Теперь о бандите. Человек совершает преступление (убивает людей, ворует). Всегда ли он бандит? А если он внедрен в банду (задача определенного полицейского контингента)? Или он по определенным указаниям надевает определенную ролевую маску? Мне мой друг звонит, его прямо трясет, и он меня почти умоляет: «Ради бога, помогите прекратить это безумие! Либо пусть, наконец, скажут, что этот погибший персонаж не бандит, а офицер. Либо пусть не развешивают по всему городу огромные плакаты по поводу турнира в честь его памяти».
В России это все приобретает характер чудовищной патологии. И эту патологию надо как-то преодолевать. Нельзя, чтобы люди, официально объявленные в розыск, официально же выступали перед публикой на объектах, охраняемых самыми привилегированными службами безопасности. Или ездили по Москве на машинах с мигалками, со спецномерами и эскортами в погонах. Но это же происходит!
И хуже всего, что тут – поди разберись.
Однако это же происходит и на Западе. Это происходит везде, во всем мире. Форма иная. И если «недоопределенный персонаж» грубо вляпается, то его отдадут на растерзание нормативному праву. Но это жертва, не более. Вы можете радоваться, что что-то восторжествовало. Может быть, вы удовлетворили через такую радость свое моральное чувство. Однако вы при этом ничего не поняли.
Если вы хотите понять – вы не можете применять в одном пространстве (условно, пространстве X) процедуры, схемы, алгоритмы, типы описания, взятые из другого пространства (условно, пространства Y). И это незыблемый закон понимания! Для аналитика, занятого таким предметом, любой другой подход непрофессионален.
Непрофессиональный врач, сострадающий больному, – это морально?
А непрофессиональный аналитик, вводящий нормы описания в сферу, где они не работают? Аналитик, который на основе такого подхода описывает не то, что есть, дает не те прогнозы, не те рекомендации?
Мне кажется, ответ очевиден (рис.54).
Но и к этому все не сводится!
Есть профессиональные лакуны. А есть лакуны, еще более сложно построенные. Есть разведчик, спецслужбист. И необходимость соотносить такую профессиональную специфику с нормами описания. А есть элитный игрок. Его, конечно, можно назвать негодяем, бандитом или как-то еще.
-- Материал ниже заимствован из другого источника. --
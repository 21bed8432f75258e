//! The node operations the SDK depends on.

use std::sync::Arc;

use async_trait::async_trait;

use super::error::ClientError;
use crate::transaction::{ChainInfo, Transaction, TxLookup, TxReceipt};

/// A node's transaction endpoints.
///
/// [`HttpClient`](super::HttpClient) talks to a real node; tests plug in
/// scripted implementations.
#[async_trait]
pub trait NodeApi: Send + Sync {
    /// Submits a published transaction. Returns the node's base58 hash.
    async fn send_tx(&self, tx: &Transaction) -> Result<String, ClientError>;

    async fn get_tx_by_hash(&self, hash: &str) -> Result<TxLookup, ClientError>;

    async fn get_tx_receipt(&self, hash: &str) -> Result<TxReceipt, ClientError>;

    async fn get_chain_info(&self) -> Result<ChainInfo, ClientError>;
}

#[async_trait]
impl<A: NodeApi + ?Sized> NodeApi for Arc<A> {
    async fn send_tx(&self, tx: &Transaction) -> Result<String, ClientError> {
        (**self).send_tx(tx).await
    }

    async fn get_tx_by_hash(&self, hash: &str) -> Result<TxLookup, ClientError> {
        (**self).get_tx_by_hash(hash).await
    }

    async fn get_tx_receipt(&self, hash: &str) -> Result<TxReceipt, ClientError> {
        (**self).get_tx_receipt(hash).await
    }

    async fn get_chain_info(&self) -> Result<ChainInfo, ClientError> {
        (**self).get_chain_info().await
    }
}
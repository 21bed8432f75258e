//! # Hashing Utilities
//!
//! Two hash functions, each with exactly one job:
//!
//! - **SHA3-256** hashes the canonical transaction bytes. The node computes
//!   the same digest to identify and verify transactions, so this one is not
//!   negotiable.
//! - **SHA-256** pre-hashes secp256k1 messages that are not already a
//!   32-byte digest. ECDSA signs a field-sized digest, not arbitrary bytes.

use sha2::Sha256;
use sha3::{Digest, Sha3_256};

/// Length in bytes of every digest in this module.
pub const HASH_LEN: usize = 32;

/// SHA3-256 of `data`.
///
/// # Example
///
/// ```
/// use iost_sdk::crypto::sha3_256;
///
/// let digest = sha3_256(b"hello");
/// assert_eq!(
///     hex::encode(digest),
///     "3338be694f50c5f338814986cdf0686453a888b84f424d792af4b9202398f392"
/// );
/// ```
pub fn sha3_256(data: &[u8]) -> [u8; HASH_LEN] {
    let mut hasher = Sha3_256::new();
    hasher.update(data);
    hasher.finalize().into()
}

/// SHA-256 of `data`.
pub fn sha256(data: &[u8]) -> [u8; HASH_LEN] {
    let mut hasher = Sha256::new();
    hasher.update(data);
    hasher.finalize().into()
}

#[cfg(test)]
mod tests {
    use super::*;

    #[test]
    fn sha3_256_known_vectors() {
        assert_eq!(
            hex::encode(sha3_256(b"")),
            "a7ffc6f8bf1ed76651c14756a061d662f580ff4de43b49fa82d80a4b80f8434a"
        );
        assert_eq!(
            hex::encode(sha3_256(b"hello")),
            "3338be694f50c5f338814986cdf0686453a888b84f424d792af4b9202398f392"
        );
    }

    #[test]
    fn sha256_known_vector() {
        // Fixture carried over from the secp256k1 self-test: SHA-256 of the
        // raw test secret key.
        let secret =
            hex::decode("c6e193266883a500c6e51a117e012d96ad113d5f21f42b28eb648be92a78f92f")
                .unwrap();
        assert_eq!(
            hex::encode(sha256(&secret)),
            "d4daf0546cb71d90688b45488a8fa000b0821ec14b73677b2fb7788739228c8b"
        );
    }

    #[test]
    fn sha3_is_not_keccak() {
        // Keccak-256("") starts with c5d2...; the NIST padding changes everything.
        assert!(!hex::encode(sha3_256(b"")).starts_with("c5d2"));
    }
}
//! # Cryptographic Primitives
//!
//! Everything that touches key material or digests flows through here:
//!
//! - **algorithm**: the two signature schemes the node accepts
//!   (secp256k1 ECDSA and Ed25519) behind one trait and one enum.
//! - **keys**: [`KeyPair`], validated at construction, immutable after.
//! - **signatures**: self-verifying [`Signature`] triples.
//! - **hash**: SHA3-256 for transactions, SHA-256 for ECDSA digests.
//! - **crc32**: the Koopman checksum inside account ids.
//!
//! Nothing here is home-grown cryptography. The curves come from
//! `secp256k1` and `ed25519-dalek`, the digests from `sha2`/`sha3`.

pub mod algorithm;
pub mod crc32;
pub mod hash;
pub mod keys;
pub mod signatures;

pub use algorithm::{Algorithm, Ed25519, Secp256k1, SignatureScheme};
pub use crc32::crc32_koopman;
pub use hash::{sha256, sha3_256};
pub use keys::{KeyError, KeyPair};
pub use signatures::Signature;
Но только это значит, что в определенную сферу (скажем так, сферу Z) вводятся нормы описания, схемы, алгоритмы, языковые клише, которые никак не соответствуют сфере Z.
Я же не хочу этим сказать, что такой элитный игрок не негодяй, а ходячая добродетель, не бандит, а законопослушный гражданин. Может, он хуже, чем негодяй, и хуже, чем бандит. Но только он – это другое. И пока мы это другое будем мерить мерками привычного языка, пока мы к этому (я специально это называл Зазеркальем) будем применять нормы описания, взятые из другой сферы, мы Зазеркалье не поймем и не опишем. Оно будет господствовать над нами абсолютным образом в силу своей непознаваемости, а мы будем бессильно морализировать по его поводу.